By Jacqueline Stefanak
Developed in the late 1980s, Dialectical Behavioral Therapy, or DBT, has grown to be a well-regarded form of mental health treatment. You may have heard of DBT and wondered, is it for me? Founded on Cognitive Behavioral Therapy, DBT focuses on the relationship between a person’s thoughts, feelings, and behaviors. The term “dialectical” refers to bringing together seemingly opposite ideas. In the case of DBT, the main dialectic is between acceptance and change — the idea that you can accept how you feel, your relationships, your place in life at this time, but also make changes and move forward in positive ways.
Founded by American psychologist and author Marsha M. Linehan, DBT introduces concepts such as mindfulness and acceptance to traditional Cognitive Behavioral Therapy. Originally used to address severe mental health issues, DBT has been found to benefit anyone who wants to improve the way he or she manages emotions and addresses conflicts in relationships. Most recently, DBT has been shown to be helpful for individuals facing issues such as depression, anxiety, eating disorders, and substance use–issues that many of us will face at different times in our lives.
“At some point, we all face stressful and emotional situations, like the loss of a loved one, that are difficult to accept. Rather than facing such strong emotions and working on acceptance, we may have a tendency to avoid them, which can lead to unhealthy behaviors and even more stress,” states Krista Zanfardino, LCSW and Associate Vice President at CoveCare Center in Carmel, NY. “DBT offers an excellent set of tools to learn how to deal with your emotions in an effective, positive way,” adds Ms. Zanfardino.
DBT puts forth three ways to view your state of mind: emotion mind, reasonable mind, and wise mind. Emotion mind occurs when your thinking is being highly influenced by your emotions. Reasonable mind is when you are thinking logically and rationally, devoid of emotion and extremely focused. Finally, wise mind is the state of balance between the two – a way of recognizing your emotions while responding in effective ways.
Within DBT, there are four main skill groups that assist individuals in achieving wise mind: mindfulness, distress tolerance, emotion regulation, and interpersonal effectiveness. These help an individual to build coping skills and become more effective in managing thoughts, emotions, and behaviors.
Mindfulness addresses the concept of remaining in the present moment. The related skills focus on helping you identify how you feel, slow down your thoughts if needed, and acknowledge and experience your emotions and thoughts without judgement. Ms. Zanfardino states, “Mindfulness teaches us to pay attention to the moment, how to be present.”
Distress tolerance focuses on increasing your ability to tolerate strong emotions that may feel overwhelming. For example, if you are suffering and feeling sad or alone, you may fall back on avoidant behaviors such as drinking, over-eating, or over-spending to escape your feelings. Distress tolerance skills help individuals increase their ability to tolerate, and even accept, negative emotions rather than avoiding them or worsening the situation.

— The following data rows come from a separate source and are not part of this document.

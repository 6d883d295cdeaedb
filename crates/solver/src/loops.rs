//! Loop-closure equations.
//!
//! The caller supplies one function that sums vector elements around each
//! closed path. The engine reuses it unchanged at every kinematic order: the
//! [`LoopContext`] it receives decides whether `ctx.eval(v, &[..])` yields a
//! position, velocity or acceleration contribution, and what the overrides
//! mean.
//!
//! ```ignore
//! let loops = move |ctx: &LoopContext<'_>, x: &[f64], drive: f64| {
//!     vec![ctx.eval(crank, &[drive]) + ctx.eval(rod, &[x[0]]) - ctx.eval(slider, &[x[1]])]
//! };
//! ```

use std::cell::RefCell;

use nalgebra::{DVector, Vector2};
use slotmap::{SecondaryMap, SlotMap};

use crate::error::DefinitionError;
use crate::vector::{Order, Polar, PolarState, VectorElement, VectorId};

/// Per-element polar state at one sample.
pub type ElementStates = SecondaryMap<VectorId, PolarState>;

/// The caller's loop-closure function.
///
/// Returns one 2-D closure error per loop; the engine stacks them into a
/// flat residual `[x0, y0, x1, y1, ...]`.
pub trait LoopEquationSystem {
    fn loops(&self, ctx: &LoopContext<'_>, unknowns: &[f64], drive: f64) -> Vec<Vector2<f64>>;
}

impl<F> LoopEquationSystem for F
where
    F: Fn(&LoopContext<'_>, &[f64], f64) -> Vec<Vector2<f64>>,
{
    fn loops(&self, ctx: &LoopContext<'_>, unknowns: &[f64], drive: f64) -> Vec<Vector2<f64>> {
        self(ctx, unknowns, drive)
    }
}

/// Evaluation context for one call of the loop equations.
///
/// Records the polar values each element was evaluated with, so that the
/// converged call of one order can seed the next.
pub struct LoopContext<'a> {
    vectors: &'a SlotMap<VectorId, VectorElement>,
    known: &'a ElementStates,
    order: Order,
    observed: RefCell<SecondaryMap<VectorId, Polar>>,
    fault: RefCell<Option<DefinitionError>>,
}

impl<'a> LoopContext<'a> {
    pub(crate) fn new(
        vectors: &'a SlotMap<VectorId, VectorElement>,
        known: &'a ElementStates,
        order: Order,
    ) -> Self {
        Self {
            vectors,
            known,
            order,
            observed: RefCell::new(SecondaryMap::new()),
            fault: RefCell::new(None),
        }
    }

    /// The kinematic order being evaluated.
    pub fn order(&self) -> Order {
        self.order
    }

    /// Contribution of element `vector` at the current order.
    ///
    /// `overrides` supply the element's free parameters, magnitude first. A
    /// wrong override count is recorded as a definition fault and the
    /// element contributes the zero vector.
    pub fn eval(&self, vector: VectorId, overrides: &[f64]) -> Vector2<f64> {
        let Some(element) = self.vectors.get(vector) else {
            self.record_fault(DefinitionError::UnknownVector);
            return Vector2::zeros();
        };
        let known = self
            .known
            .get(vector)
            .copied()
            .unwrap_or_else(|| element.declared_state());

        match element.evaluate(self.order, &known, overrides) {
            Ok((values, contribution)) => {
                self.observed.borrow_mut().insert(vector, values);
                contribution
            }
            Err(fault) => {
                self.record_fault(fault);
                Vector2::zeros()
            }
        }
    }

    fn record_fault(&self, fault: DefinitionError) {
        let mut slot = self.fault.borrow_mut();
        if slot.is_none() {
            *slot = Some(fault);
        }
    }

    /// Evaluate `system` and flatten its closure errors into a residual.
    pub(crate) fn residual(
        &self,
        system: &dyn LoopEquationSystem,
        unknowns: &[f64],
        drive: f64,
    ) -> Result<DVector<f64>, DefinitionError> {
        let closures = system.loops(self, unknowns, drive);
        if let Some(fault) = self.fault.borrow_mut().take() {
            return Err(fault);
        }
        Ok(DVector::from_iterator(
            closures.len() * 2,
            closures.iter().flat_map(|c| [c.x, c.y]),
        ))
    }

    /// Values observed during the last evaluation.
    pub(crate) fn into_observed(self) -> SecondaryMap<VectorId, Polar> {
        self.observed.into_inner()
    }
}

The third basic tenet of DBT is emotion regulation, which builds on distress tolerance. These skills help you manage strong emotions, emotions that you may try to avoid rather than address and resolve. Some of the skills focus on improving physical health as a way to reduce emotional vulnerability. By taking care of your physical health, eating well, avoiding drugs and alcohol, and getting proper sleep and exercise, you can feel stronger emotionally. “If you can understand how your physical health impacts your mental health, you can begin to be less emotionally vulnerable. Emotion regulation skills set you up for success,” comments Ms. Zanfardino.
Finally, interpersonal effectiveness focuses on techniques to improve communication with others and maintain healthy relationships. The way we communicate impacts our relationships and our ability to get what we need or want from others. The focus is on balance and being able to act and speak in a thoughtful, effective way rather than responding purely from an emotional state. In addition, by examining relationships and identifying what is working and not working, you can better understand your needs and set appropriate boundaries with others.
There are many more aspects to DBT, more concepts and skills that can be applied during times of stress and high emotions. This versatility is what makes DBT accessible to anyone seeking a change in awareness of how thoughts, emotions and behavior are connected. “Find the skills that work for you, and practice them,” adds Ms. Zanfardino. “There’s something in DBT for everyone.”